Yara 3Q income up 9 percent

Yara International ASA reported third-quarter net income after non-controlling interests of NOK 1,707 million (NOK 6.18 per share), compared with NOK 1,571 million (NOK 5.66 per share) a year earlier. Excluding net foreign exchange loss and special items, the result was NOK 7.62 per share compared with NOK 5.62 per share third quarter 2013. Third-quarter EBITDA excluding special items was NOK 4,002 million compared with NOK 3,223 million a year earlier.

“Yara reports a strong third-quarter result with record deliveries, reflecting both organic growth and the Bunge acquisition in Brazil," said Torgeir Kvidal, Yara acting CEO. "Our European production plants performed well, with both higher production and improved margins as natural gas cost has declined."

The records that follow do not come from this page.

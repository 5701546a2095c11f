// Copyright (C) 2025 Ryan Daum <ryan.daum@gmail.com> This program is free
// software: you can redistribute it and/or modify it under the terms of the GNU
// General Public License as published by the Free Software Foundation, version
// 3.
//
// This program is distributed in the hope that it will be useful, but WITHOUT
// ANY WARRANTY; without even the implied warranty of MERCHANTABILITY or FITNESS
// FOR A PARTICULAR PURPOSE. See the GNU General Public License for more details.
//
// You should have received a copy of the GNU General Public License along with
// this program. If not, see <https://www.gnu.org/licenses/>.
//

//! Unique-value registries. A namespace maps each value bound by some field to a handle
//! recording which committed field holds it, and which transaction (if any) is currently
//! claiming or releasing it.
//!
//! A value is owned by at most one transaction at a time. The owning transaction sees its own
//! shadow binding; everyone else sees the committed binding until the owner commits or aborts.

use crate::fields::NameKey;
use crate::invid::{FieldId, Invid};
use crate::object::TxId;
use ahash::AHashMap;
use indexmap::IndexSet;
use parking_lot::Mutex;
use std::fmt::{Display, Formatter};

/// A field on a particular object: where a namespace value is bound.
#[derive(Copy, Clone, Debug, Eq, PartialEq, Hash)]
pub struct FieldLocation {
    pub invid: Invid,
    pub field: FieldId,
}

impl FieldLocation {
    pub fn new(invid: Invid, field: FieldId) -> Self {
        Self { invid, field }
    }
}

impl Display for FieldLocation {
    fn fmt(&self, f: &mut Formatter<'_>) -> std::fmt::Result {
        write!(f, "{}#{}", self.invid, self.field)
    }
}

/// The state of one value in a namespace.
#[derive(Clone, Debug, Eq, PartialEq)]
pub struct DBNameSpaceHandle {
    owner: Option<TxId>,
    original: bool,
    inuse: bool,
    reserved: bool,
    persistent: Option<FieldLocation>,
    shadow: Option<FieldLocation>,
}

impl DBNameSpaceHandle {
    fn committed(location: FieldLocation) -> Self {
        Self {
            owner: None,
            original: true,
            inuse: true,
            reserved: false,
            persistent: Some(location),
            shadow: None,
        }
    }

    fn fresh(tx: TxId) -> Self {
        Self {
            owner: Some(tx),
            original: false,
            inuse: false,
            reserved: false,
            persistent: None,
            shadow: None,
        }
    }

    /// The transaction currently claiming or releasing this value.
    pub fn owner(&self) -> Option<TxId> {
        self.owner
    }

    /// Whether the value was in use before its owning transaction touched it.
    pub fn is_original(&self) -> bool {
        self.original
    }

    pub fn is_in_use(&self) -> bool {
        self.inuse
    }

    pub fn is_reserved(&self) -> bool {
        self.reserved
    }

    /// The committed field this value is bound to.
    pub fn persistent(&self) -> Option<FieldLocation> {
        self.persistent
    }

    /// The field the owning transaction has bound this value to.
    pub fn shadow(&self) -> Option<FieldLocation> {
        self.shadow
    }

    fn owned_by_other(&self, tx: TxId) -> bool {
        matches!(self.owner, Some(owner) if owner != tx)
    }
}

#[derive(Default)]
struct TxRecord {
    touched: IndexSet<NameKey>,
    checkpoints: Vec<(String, Vec<(NameKey, DBNameSpaceHandle)>)>,
}

#[derive(Default)]
struct NameSpaceState {
    handles: AHashMap<NameKey, DBNameSpaceHandle>,
    transactions: AHashMap<TxId, TxRecord>,
}

impl NameSpaceState {
    /// Take ownership of the handle for `key` on behalf of `tx`, creating it if necessary.
    /// Fails if another transaction already owns it.
    fn claim(&mut self, tx: TxId, key: &NameKey) -> Option<&mut DBNameSpaceHandle> {
        let handle = self
            .handles
            .entry(key.clone())
            .or_insert_with(|| DBNameSpaceHandle::fresh(tx));
        if handle.owned_by_other(tx) {
            return None;
        }
        if handle.owner.is_none() {
            handle.owner = Some(tx);
            handle.original = handle.inuse;
        }
        self.transactions
            .entry(tx)
            .or_default()
            .touched
            .insert(key.clone());
        self.handles.get_mut(key)
    }

    /// Put `key` back the way it was before `tx` touched it.
    fn revert(&mut self, key: &NameKey) {
        let Some(handle) = self.handles.get_mut(key) else {
            return;
        };
        if handle.original {
            handle.owner = None;
            handle.inuse = true;
            handle.reserved = false;
            handle.shadow = None;
        } else {
            self.handles.remove(key);
        }
    }
}

pub struct DBNameSpace {
    name: String,
    case_insensitive: bool,
    state: Mutex<NameSpaceState>,
}

impl DBNameSpace {
    pub fn new(name: &str, case_insensitive: bool) -> Self {
        Self {
            name: name.to_string(),
            case_insensitive,
            state: Mutex::new(NameSpaceState::default()),
        }
    }

    pub fn name(&self) -> &str {
        &self.name
    }

    pub fn is_case_insensitive(&self) -> bool {
        self.case_insensitive
    }

    pub fn len(&self) -> usize {
        self.state.lock().handles.len()
    }

    pub fn is_empty(&self) -> bool {
        self.state.lock().handles.is_empty()
    }

    /// A copy of the handle for `key`, if the value is known to the namespace.
    pub fn handle(&self, key: &NameKey) -> Option<DBNameSpaceHandle> {
        self.state.lock().handles.get(key).cloned()
    }

    /// Bind a committed value at load time. False if the value is already bound.
    pub fn register(&self, key: NameKey, location: FieldLocation) -> bool {
        let mut state = self.state.lock();
        if state.handles.contains_key(&key) {
            return false;
        }
        state
            .handles
            .insert(key, DBNameSpaceHandle::committed(location));
        true
    }

    /// Forget every binding and every transaction record.
    pub fn clear(&self) {
        let mut state = self.state.lock();
        state.handles.clear();
        state.transactions.clear();
    }

    /// Whether `tx` could mark `key` right now.
    pub fn testmark(&self, tx: TxId, key: &NameKey) -> bool {
        Self::can_mark(&self.state.lock(), tx, key)
    }

    /// Bind `key` to `location` on behalf of `tx`. Fails if the value is in use (by this
    /// transaction or in committed state) or claimed by another transaction.
    pub fn mark(&self, tx: TxId, key: &NameKey, location: FieldLocation) -> bool {
        let mut state = self.state.lock();
        if !Self::can_mark(&state, tx, key) {
            return false;
        }
        let Some(handle) = state.claim(tx, key) else {
            return false;
        };
        handle.inuse = true;
        handle.shadow = Some(location);
        true
    }

    fn can_mark(state: &NameSpaceState, tx: TxId, key: &NameKey) -> bool {
        match state.handles.get(key) {
            None => true,
            Some(handle) => !handle.owned_by_other(tx) && !handle.inuse,
        }
    }

    /// Release `key` on behalf of `tx`. The value stays claimed by `tx` until commit, so no
    /// other transaction can take it in the meantime.
    pub fn unmark(&self, tx: TxId, key: &NameKey) -> bool {
        let mut state = self.state.lock();
        if !state.handles.contains_key(key) {
            return false;
        }
        let Some(handle) = state.claim(tx, key) else {
            return false;
        };
        handle.inuse = false;
        handle.shadow = None;
        true
    }

    /// Claim `key` for `tx` without binding it to a field.
    pub fn reserve(&self, tx: TxId, key: &NameKey) -> bool {
        let mut state = self.state.lock();
        if let Some(handle) = state.handles.get(key)
            && handle.owner.is_none()
            && handle.inuse
        {
            return false;
        }
        let Some(handle) = state.claim(tx, key) else {
            return false;
        };
        handle.reserved = true;
        true
    }

    /// The committed field bound to `key`.
    pub fn lookup_persistent(&self, key: &NameKey) -> Option<FieldLocation> {
        self.state
            .lock()
            .handles
            .get(key)
            .and_then(|h| h.persistent)
    }

    /// The field a transaction has bound `key` to, if any transaction has.
    pub fn lookup_shadow(&self, key: &NameKey) -> Option<FieldLocation> {
        self.state
            .lock()
            .handles
            .get(key)
            .filter(|h| h.owner.is_some() && h.inuse)
            .and_then(|h| h.shadow)
    }

    pub fn checkpoint(&self, tx: TxId, name: &str) {
        let mut state = self.state.lock();
        let snapshot: Vec<_> = state
            .transactions
            .get(&tx)
            .map(|record| {
                record
                    .touched
                    .iter()
                    .filter_map(|key| state.handles.get(key).map(|h| (key.clone(), h.clone())))
                    .collect()
            })
            .unwrap_or_default();
        state
            .transactions
            .entry(tx)
            .or_default()
            .checkpoints
            .push((name.to_string(), snapshot));
    }

    /// Drop the named checkpoint, and every checkpoint after it, without restoring anything.
    pub fn pop_checkpoint(&self, tx: TxId, name: &str) -> bool {
        let mut state = self.state.lock();
        let Some(record) = state.transactions.get_mut(&tx) else {
            return false;
        };
        match record.checkpoints.iter().rposition(|(n, _)| n == name) {
            Some(pos) => {
                record.checkpoints.truncate(pos);
                true
            }
            None => false,
        }
    }

    /// Restore every value `tx` has touched to its state at the named checkpoint. Values first
    /// touched after the checkpoint are released.
    pub fn rollback(&self, tx: TxId, name: &str) -> bool {
        let mut state = self.state.lock();
        let Some(record) = state.transactions.get_mut(&tx) else {
            return false;
        };
        let Some(pos) = record.checkpoints.iter().rposition(|(n, _)| n == name) else {
            return false;
        };
        let Some((_, snapshot)) = record.checkpoints.drain(pos..).next() else {
            return false;
        };
        let touched = std::mem::take(&mut record.touched);

        let restored: AHashMap<_, _> = snapshot.into_iter().collect();
        for key in &touched {
            match restored.get(key) {
                Some(handle) => {
                    state.handles.insert(key.clone(), handle.clone());
                }
                None => state.revert(key),
            }
        }
        if let Some(record) = state.transactions.get_mut(&tx) {
            record.touched = touched
                .into_iter()
                .filter(|k| restored.contains_key(k))
                .collect();
        }
        true
    }

    /// Make `tx`'s bindings the committed ones.
    pub fn commit(&self, tx: TxId) {
        let mut state = self.state.lock();
        let Some(record) = state.transactions.remove(&tx) else {
            return;
        };
        for key in record.touched {
            let Some(handle) = state.handles.get_mut(&key) else {
                continue;
            };
            assert_eq!(
                handle.owner,
                Some(tx),
                "namespace {}: {key} touched by {tx} but owned by {:?}",
                self.name,
                handle.owner
            );
            if handle.inuse {
                handle.persistent = handle.shadow.take();
                handle.owner = None;
                handle.original = true;
                handle.reserved = false;
            } else {
                state.handles.remove(&key);
            }
        }
    }

    /// Undo everything `tx` did to this namespace.
    pub fn abort(&self, tx: TxId) {
        let mut state = self.state.lock();
        let Some(record) = state.transactions.remove(&tx) else {
            return;
        };
        for key in &record.touched {
            state.revert(key);
        }
    }
}

#[cfg(test)]
mod tests {
    use super::*;

    fn key(s: &str) -> NameKey {
        NameKey::String(s.to_string())
    }

    fn loc(num: i32) -> FieldLocation {
        FieldLocation::new(Invid::new(3, num), 1)
    }

    #[test]
    fn test_one_claimant_per_value() {
        let ns = DBNameSpace::new("username", false);
        assert!(ns.mark(TxId(1), &key("alice"), loc(1)));
        assert!(!ns.testmark(TxId(2), &key("alice")));
        assert!(!ns.mark(TxId(2), &key("alice"), loc(2)));
        // Not even the owner may bind a value twice.
        assert!(!ns.mark(TxId(1), &key("alice"), loc(3)));

        ns.commit(TxId(1));
        let handle = ns.handle(&key("alice")).unwrap();
        assert_eq!(handle.owner(), None);
        assert!(handle.is_in_use());
        assert_eq!(ns.lookup_persistent(&key("alice")), Some(loc(1)));
    }

    #[test]
    fn test_released_value_is_held_until_commit() {
        let ns = DBNameSpace::new("username", false);
        assert!(ns.register(key("alice"), loc(1)));
        assert!(ns.unmark(TxId(1), &key("alice")));
        assert!(!ns.mark(TxId(2), &key("alice"), loc(2)));
        assert_eq!(ns.lookup_persistent(&key("alice")), Some(loc(1)));

        ns.commit(TxId(1));
        assert!(ns.handle(&key("alice")).is_none());
        assert!(ns.mark(TxId(2), &key("alice"), loc(2)));
    }

    #[test]
    fn test_abort_restores_original_binding() {
        let ns = DBNameSpace::new("username", false);
        ns.register(key("alice"), loc(1));
        ns.unmark(TxId(1), &key("alice"));
        ns.mark(TxId(1), &key("bob"), loc(1));
        ns.abort(TxId(1));

        let alice = ns.handle(&key("alice")).unwrap();
        assert!(alice.is_in_use());
        assert_eq!(alice.owner(), None);
        assert_eq!(alice.persistent(), Some(loc(1)));
        assert!(ns.handle(&key("bob")).is_none());
    }

    #[test]
    fn test_rollback_releases_later_claims() {
        let ns = DBNameSpace::new("username", false);
        ns.mark(TxId(1), &key("alice"), loc(1));
        ns.checkpoint(TxId(1), "a");
        ns.mark(TxId(1), &key("bob"), loc(2));
        ns.checkpoint(TxId(1), "b");
        ns.unmark(TxId(1), &key("alice"));

        assert!(ns.rollback(TxId(1), "a"));
        assert!(ns.handle(&key("bob")).is_none());
        assert!(ns.handle(&key("alice")).unwrap().is_in_use());
        // "b" was discarded along with "a".
        assert!(!ns.rollback(TxId(1), "b"));

        ns.commit(TxId(1));
        assert_eq!(ns.lookup_persistent(&key("alice")), Some(loc(1)));
        assert_eq!(ns.len(), 1);
    }

    #[test]
    fn test_reserve_blocks_other_transactions() {
        let ns = DBNameSpace::new("uid", false);
        assert!(ns.reserve(TxId(1), &NameKey::Numeric(1000)));
        assert!(!ns.reserve(TxId(2), &NameKey::Numeric(1000)));
        assert!(ns.testmark(TxId(1), &NameKey::Numeric(1000)));
        ns.abort(TxId(1));
        assert!(ns.reserve(TxId(2), &NameKey::Numeric(1000)));
    }

    #[test]
    fn test_pop_keeps_state() {
        let ns = DBNameSpace::new("username", false);
        ns.checkpoint(TxId(1), "a");
        ns.mark(TxId(1), &key("carol"), loc(4));
        assert!(ns.pop_checkpoint(TxId(1), "a"));
        assert!(!ns.rollback(TxId(1), "a"));
        assert_eq!(ns.lookup_shadow(&key("carol")), Some(loc(4)));
    }
}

Global Yara fertilizer deliveries were up 16 percent on third quarter last year, mainly driven by Brazil with the inclusion of the Bunge volumes from Aug. 8, 2013. Excluding Brazil, fertilizer deliveries were up 6 percent compared with third quarter 2013, mainly due to higher deliveries of urea and nitrates. Industrial sales increased by 7 percent compared with third quarter 2013 with Air1 deliveries up 34 percent as demand remains strong in both the U.S. and Europe.

Yara said margins benefited from lower energy costs during the third quarter. While Yara’s global average oil and gas cost decreased 19 percent in the third quarter, Yara’s average realized urea prices increased 3 percent compared to a year ago and realized nitrate prices were at the same level as last year. Industrial margins increased for all main product groups except technical ammonium nitrate.

Global nitrogen demand remained strong during the third quarter, while supply curtailments continued in several key export locations. Third-quarter nitrogen fertilizer deliveries in Western Europe were up 5 percent on last year, with deliveries particularly strong in September. U.S. nitrogen deliveries in the quarter are estimated to be 12 percent higher than a year ago.

Lower European natural gas prices have improved the relative competitiveness of European ammonia/urea plants. Based on current forward markets for oil products and natural gas Yara’s European energy costs next two quarters are expected to be NOK 1,150 million lower than a year earlier.